After a long wait, the Centers for Medicare and Medicaid Services (CMS) has begun releasing evaluation information on the dual eligible demonstration projects. One CMS evaluation report provides results from the first year of the Washington state Fee-for-Service demonstration, which is focused on improving care coordination through the use of Health Homes. The evaluation shows promising early results both in terms of enrollment as well as savings. Simultaneously, an evaluation report was released on the early implementation experience of demonstrations in California, Illinois, Massachusetts, Minnesota, Ohio, Virginia and Washington. This report describes many challenges, most of which are consistent with those raised by consumer advocates over the past two years. State-specific annual reports for Massachusetts, Washington and Minnesota are scheduled to be released later in 2016.

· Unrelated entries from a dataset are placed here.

// THEORY:
// The `segment` module holds the "dumb" geometric data containers of the lane system. None of
// these types have memory of previous frames:
//
// 1.  **LineSegment**: a finite fragment exactly as the external detector reports it, two integer
//     endpoints in image space. It lives for one frame.
// 2.  **LaneLine**: an unbounded straight line `y = slope * x + intercept`. Its constructor refuses
//     a zero or non-finite slope, so every `LaneLine` that exists can be inverted for `x` at any
//     height. This is the only place the "no zero slope" rule is enforced.
// 3.  **PixelPoint / ProjectedLine**: concrete drawable geometry derived from a `LaneLine`.

use serde::{Deserialize, Serialize};

/// A raw line fragment reported by the segment detector for the current frame.
#[derive(Debug, Clone, Copy, PartialEq, Eq, Hash, Serialize, Deserialize)]
pub struct LineSegment {
    pub x1: i32,
    pub y1: i32,
    pub x2: i32,
    pub y2: i32,
}

impl LineSegment {
    pub fn new(x1: i32, y1: i32, x2: i32, y2: i32) -> Self {
        Self { x1, y1, x2, y2 }
    }

    /// True when both endpoints share an x-coordinate and the slope is undefined.
    pub fn is_vertical(&self) -> bool {
        self.x1 == self.x2
    }

    /// Euclidean distance between the two endpoints.
    pub fn length(&self) -> f64 {
        let dx = self.x2 as f64 - self.x1 as f64;
        let dy = self.y2 as f64 - self.y1 as f64;
        (dx * dx + dy * dy).sqrt()
    }
}

impl From<[i32; 4]> for LineSegment {
    fn from(v: [i32; 4]) -> Self {
        LineSegment::new(v[0], v[1], v[2], v[3])
    }
}

/// An unbounded lane boundary in image space, `y = slope * x + intercept`.
#[derive(Debug, Clone, Copy, PartialEq)]
pub struct LaneLine {
    slope: f64,
    intercept: f64,
}

impl LaneLine {
    /// Returns `None` for a zero or non-finite slope, or a non-finite intercept.
    pub fn new(slope: f64, intercept: f64) -> Option<Self> {
        if slope == 0.0 || !slope.is_finite() || !intercept.is_finite() {
            return None;
        }
        Some(Self { slope, intercept })
    }

    /// Fits the line through two points. `None` if the points are vertically or horizontally aligned.
    pub fn through(a: (f64, f64), b: (f64, f64)) -> Option<Self> {
        if a.0 == b.0 {
            return None;
        }
        let slope = (b.1 - a.1) / (b.0 - a.0);
        LaneLine::new(slope, a.1 - slope * a.0)
    }

    pub fn slope(&self) -> f64 {
        self.slope
    }

    pub fn intercept(&self) -> f64 {
        self.intercept
    }

    /// The x-coordinate where the line crosses the horizontal `y`.
    pub fn x_at(&self, y: f64) -> f64 {
        (y - self.intercept) / self.slope
    }
}

/// A single integer pixel location.
#[derive(Debug, Clone, Copy, PartialEq, Eq, Hash)]
pub struct PixelPoint {
    pub x: i32,
    pub y: i32,
}

impl PixelPoint {
    pub fn new(x: i32, y: i32) -> Self {
        Self { x, y }
    }
}

/// A lane line clipped to the band between the top and bottom reference levels.
#[derive(Debug, Clone, Copy, PartialEq, Eq)]
pub struct ProjectedLine {
    pub top: PixelPoint,
    pub bottom: PixelPoint,
}

impl ProjectedLine {
    /// Re-fits an unbounded line through the two projected endpoints.
    pub fn fit_line(&self) -> Option<LaneLine> {
        LaneLine::through(
            (self.top.x as f64, self.top.y as f64),
            (self.bottom.x as f64, self.bottom.y as f64),
        )
    }
}

#[cfg(test)]
mod tests {
    use super::*;

    #[test]
    fn segment_length_is_euclidean() {
        let segment = LineSegment::new(0, 0, 3, 4);
        assert_eq!(segment.length(), 5.0);
        assert!(!segment.is_vertical());
        assert!(LineSegment::new(7, 1, 7, 9).is_vertical());
    }

    #[test]
    fn length_of_extreme_segments_does_not_overflow() {
        let segment = LineSegment::new(i32::MIN, 0, i32::MAX, 0);
        assert!((segment.length() - u32::MAX as f64).abs() < 1.0);
    }

    #[test]
    fn lane_line_rejects_zero_and_non_finite_slopes() {
        assert!(LaneLine::new(0.0, 10.0).is_none());
        assert!(LaneLine::new(-0.0, 10.0).is_none());
        assert!(LaneLine::new(f64::NAN, 10.0).is_none());
        assert!(LaneLine::new(f64::INFINITY, 10.0).is_none());
        assert!(LaneLine::new(1.0, f64::NAN).is_none());
        assert!(LaneLine::new(-0.5, 10.0).is_some());
    }

    #[test]
    fn x_at_inverts_the_line() {
        let line = LaneLine::new(-1.0, 600.0).unwrap();
        assert_eq!(line.x_at(500.0), 100.0);
        assert_eq!(line.x_at(400.0), 200.0);
    }

    #[test]
    fn through_rejects_degenerate_pairs() {
        assert!(LaneLine::through((1.0, 2.0), (1.0, 9.0)).is_none());
        assert!(LaneLine::through((1.0, 2.0), (5.0, 2.0)).is_none());
        let line = LaneLine::through((0.0, 1.0), (2.0, 5.0)).unwrap();
        assert_eq!(line.slope(), 2.0);
        assert_eq!(line.intercept(), 1.0);
    }
}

In related news, the Government Accountability Office (GAO) released a report that examined how health plans participating in the dual eligible demonstrations are implementing care coordination, what challenges they have encountered and how CMS oversees care coordination activities. The GAO found a variety of challenges in implementing this key aspect of improving care for dual eligible beneficiaries and, as a result, recommended that CMS strengthen oversight of care coordination in the demonstrations.

CMS Announces Expansion of Medicare ACO Program

In January, CMS announced a major expansion of its experiment with Accountable Care Organizations (ACOs) in the Medicare program. 121 ACOs will be added, bringing the total nationwide to 477. An estimated 8.9 million seniors will be receiving care through an ACO once this expansion is complete. ACOs are charged with improving quality of care and lowering costs. Part of their payment from Medicare is based on how well they meet these goals.

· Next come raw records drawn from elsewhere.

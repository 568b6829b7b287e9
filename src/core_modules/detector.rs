// THEORY:
// Edge and line-segment detection is not part of the lane core. Whatever produces raw segments
// (an opencv Hough pipeline in `visual_tester`, a recorded list of segments, a test fixture)
// plugs in behind the `SegmentDetector` trait. The pipeline only asks one question per frame:
// "which segments do you see?", and "none" is a perfectly good answer.

use crate::core_modules::segment::LineSegment;
use image::RgbImage;
use std::collections::VecDeque;

pub trait SegmentDetector {
    /// Raw segments found in `frame`, or `None` when the detector found nothing at all.
    fn detect(&mut self, frame: &RgbImage) -> Option<Vec<LineSegment>>;
}

impl<F> SegmentDetector for F
where
    F: FnMut(&RgbImage) -> Option<Vec<LineSegment>>,
{
    fn detect(&mut self, frame: &RgbImage) -> Option<Vec<LineSegment>> {
        self(frame)
    }
}

/// Replays a fixed sequence of per-frame detections, then reports nothing.
#[derive(Debug, Clone, Default)]
pub struct ScriptedDetector {
    frames: VecDeque<Option<Vec<LineSegment>>>,
}

impl ScriptedDetector {
    pub fn new(frames: impl IntoIterator<Item = Option<Vec<LineSegment>>>) -> Self {
        Self {
            frames: frames.into_iter().collect(),
        }
    }

    /// Queues the detections for one more frame.
    pub fn push(&mut self, segments: Option<Vec<LineSegment>>) {
        self.frames.push_back(segments);
    }

    pub fn remaining(&self) -> usize {
        self.frames.len()
    }
}

impl SegmentDetector for ScriptedDetector {
    fn detect(&mut self, _frame: &RgbImage) -> Option<Vec<LineSegment>> {
        self.frames.pop_front().flatten()
    }
}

Creating a Person-Centered Culture of Care

Community Catalyst published a new blog post on person-centered health care as part of its blog series on health system transformation. To improve care and reduce costs, our health care system must better integrate physical and behavioral health care with community-based supports and services. Core components of this kind of care include comprehensive health assessments, incorporation of patient preferences into the care plan, seamless care transitions and culturally- competent care teams.

CMS Releases Guide to Preventing Readmissions Among Racially and Ethnically Diverse Medicare Beneficiaries

The Centers for Medicare and Medicaid Services Office of Minority Health (CMS OMH) released a new Guide to Preventing Readmissions among Racially and Ethnically Diverse Medicare Beneficiaries. The guide was developed in collaboration with the Disparities Solutions Center at Massachusetts General Hospital and the National Opinion Research Center (NORC) at the University of Chicago as part of the CMS Equity Plan for Improving Quality in Medicare. Designed to assist hospital leaders and stakeholders focused on quality, safety and care redesign in identifying root causes and solutions for preventing avoidable readmissions, the guide offers high-level recommendations as well as case studies of successful interventions.